In scientific terms, rubber is an “elastomer”, a class of long-chained, waterproof molecules known as polymers. According to Tiger Industrial, a company that has everything your site needs, elastomers are renowned for their ability to stretch and bend to some degree before returning to how they were before.
Think of how a rubber band stretches when it’s pulled. It grows longer and longer, but the moment it’s let go, it snaps back to its original form. Other elastomers include elastin, a critical protein found in muscles, connective tissues, and the skin.
Rubber occurs naturally in the bark and leaves of rubber-producing trees in the form of a milky latex. This latex is drawn out in much the same way that sap is drawn from maple trees. It was first discovered by native Mesoamerican tribes who tapped the bark of Castilla elastica trees to get it.
They used this natural rubber for many purposes: as an adhesive to glue things together, as a sealant to waterproof their shoes, and as material to make rubber balls.
How is Rubber Made?
Today, the most popular source of naturally occurring rubber is the Hevea brasiliensis tree. Also known as the Para rubber tree,Hevea brasiliensis makes up anywhere from 95% to 98% of all natural rubber sources in the world.
Originally from the Amazon basin, these wild-growing rubber trees were tapped, and their latex was harvested by paid local workers called seringuieros.

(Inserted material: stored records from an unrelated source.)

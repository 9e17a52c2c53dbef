//! DNS TXT lookups and record extraction.
//!
//! This module provides:
//! - The [`TxtLookup`] adapter trait and its `hickory-resolver` implementation
//! - A retrying wrapper that gives failed lookups a second attempt
//! - A counting wrapper that feeds [`LookupStats`](crate::error_handling::LookupStats)
//! - Extraction of SPF, DKIM and DMARC records from TXT record sets
//!
//! NXDOMAIN and empty answers resolve to an empty record set. Timeouts and
//! network failures are returned as [`LookupError`](crate::error_handling::LookupError),
//! after one retry when the lookup goes through [`RetryingLookup`].

mod extract;
mod records;

// Re-export public API
pub use extract::{
    dkim_query_name, dmarc_query_name, extract_dmarc_policy, extract_dmarc_record,
    extract_spf_record, find_dkim_record,
};
pub use records::{lookup_txt_records, CountingLookup, RetryingLookup, TxtLookup};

After a tree is tapped, the collected latex undergoes a process called coagulation. This process hardens the the latex into a coagulated ball, keeping it in as pure a state as possible before it’s shipped to rubber mills. In the mills, the coagulated latex is washed then strained. From here, it is either shredded or broken into fine bits. These can be extruded, merging them together to make a compound block known as a Technically Specified Rubber. Otherwise, the strained latex is sent to be dried into rubber sheets.
A Purpose for Rubber
In the late 1700s, an English chemist named Joseph Priestley discovered that he could erase pencil marks by rubbing them with rubber. And it’s from this first noted use that the substance got its name. But for decades, the number of potential products remained limited to erasers and imported waterproof shoes.

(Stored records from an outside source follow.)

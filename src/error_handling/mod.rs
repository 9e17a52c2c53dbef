//! Error handling and lookup statistics.
//!
//! This module provides:
//! - Error type definitions (initialization, input, DNS lookup)
//! - Categorization of resolver errors into [`LookupError`]
//! - Retry strategy for failed lookups
//! - Per-run lookup counters
//!
//! Only [`InputError`] aborts a run. Lookup errors are reported as failed
//! findings and the remaining checks still execute.

mod categorization;
mod stats;
mod types;

// Re-export public API
pub use categorization::{categorize_resolve_error, get_retry_strategy, LookupOutcome};
pub use stats::{LookupStats, LookupSummary};
pub use types::{InitializationError, InputError, LookupError};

This remained the case until 1820, when the inventor Thomas Hancock created a machine that could grind and pulp raw rubber down to malleable bits. The masticator not only allowed for old rubber products to be recycled, it also made it possible for them to be molded into new shapes. Soon after, it was discovered that the rubber could be hardened by heating with sulfur. This process was called vulcanization.

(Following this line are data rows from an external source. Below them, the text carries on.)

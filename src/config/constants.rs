//! Configuration constants.
//!
//! Defaults for DNS behavior, selector lists and report layout.

use std::time::Duration;

// Network operation timeouts
/// DNS query timeout in seconds.
/// A handful of queries run per invocation, so 5s leaves room for slow
/// authoritative servers without making a dead resolver feel like a hang.
pub const DNS_TIMEOUT_SECS: u64 = 5;

/// Delay before the single retry of a failed TXT lookup.
pub const DNS_RETRY_DELAY_MS: u64 = 250;
/// Number of retries after the first failed TXT lookup.
pub const DNS_RETRY_MAX_ATTEMPTS: usize = 1;

/// DKIM selectors tried when `--dkim` is absent or parses to nothing.
pub const DEFAULT_DKIM_SELECTORS: &[&str] = &["default", "google"];

/// Label prepended to the domain when querying DMARC.
pub const DMARC_LABEL: &str = "_dmarc";
/// Label placed between the selector and the domain for DKIM queries.
pub const DKIM_LABEL: &str = "_domainkey";

// Report layout
/// Width of the section header rules and centered titles.
pub const HEADER_WIDTH: usize = 50;
/// Character repeated to draw the section header rules.
pub const HEADER_RULE_CHAR: char = '=';
/// Column width of the left-justified status label.
pub const LABEL_WIDTH: usize = 15;

// Domain limits (RFC 1035)
pub const MAX_DOMAIN_LENGTH: usize = 253;
pub const MAX_LABEL_LENGTH: usize = 63;

/// Environment variable backing `--domain`.
pub const ENV_DOMAIN: &str = "MAIL_AUTH_CHECK_DOMAIN";
/// Environment variable backing `--dkim`.
pub const ENV_DKIM: &str = "MAIL_AUTH_CHECK_DKIM";

/// Per-query DNS timeout as a `Duration`.
pub const DNS_TIMEOUT: Duration = Duration::from_secs(DNS_TIMEOUT_SECS);
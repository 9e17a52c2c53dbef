//! SPF check.

use log::debug;

use crate::dns::{extract_spf_record, TxtLookup};
use crate::error_handling::LookupError;
use crate::models::{CheckKind, Finding, Status};

pub const SPF_RECORD_LABEL: &str = "SPF Record";

/// Classifies the TXT records of a domain.
///
/// PASS with the record echoed when a `v=spf1` record exists, FAIL otherwise.
/// Mechanisms are not evaluated.
pub fn classify_spf(txt_records: &[String]) -> Finding {
    match extract_spf_record(txt_records) {
        Some(record) => Finding::new(
            CheckKind::Spf,
            SPF_RECORD_LABEL,
            Status::Pass,
            format!("Found: {record}"),
        ),
        None => Finding::new(
            CheckKind::Spf,
            SPF_RECORD_LABEL,
            Status::Fail,
            "No SPF record found.",
        ),
    }
}

fn lookup_failed(error: &LookupError) -> Finding {
    Finding::new(
        CheckKind::Spf,
        SPF_RECORD_LABEL,
        Status::Fail,
        format!("Could not check SPF: {error}"),
    )
}

/// Looks up and classifies the SPF record of `domain`.
pub async fn check_spf<R: TxtLookup>(domain: &str, resolver: &R) -> Finding {
    match resolver.lookup_txt(domain).await {
        Ok(txt_records) => {
            debug!("SPF: {} TXT record(s) at {domain}", txt_records.len());
            classify_spf(&txt_records)
        }
        Err(e) => lookup_failed(&e),
    }
}
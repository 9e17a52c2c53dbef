//! Application initialization.
//!
//! This module provides functions to initialize the shared resources of a run:
//! - Logger
//! - DNS resolver
//!
//! All initialization functions return proper error types for error handling.

mod logger;
mod resolver;

// Re-export public API
pub use logger::init_logger_with;
pub use resolver::{init_resolver, resolver_opts};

According to Tiger Industrial (http://www.tigerindustrialrentals.com), with this new and stronger material came the advent of a new age, one whose far-reaching benefits can be found everywhere today. From the tourniquets on wounded soldiers to the Band-Aids on our fingers, from health-care to our homes, there are so many uses for rubber in our modern world that it has become endless. But one thing is clear: our world wouldn’t be the same without it.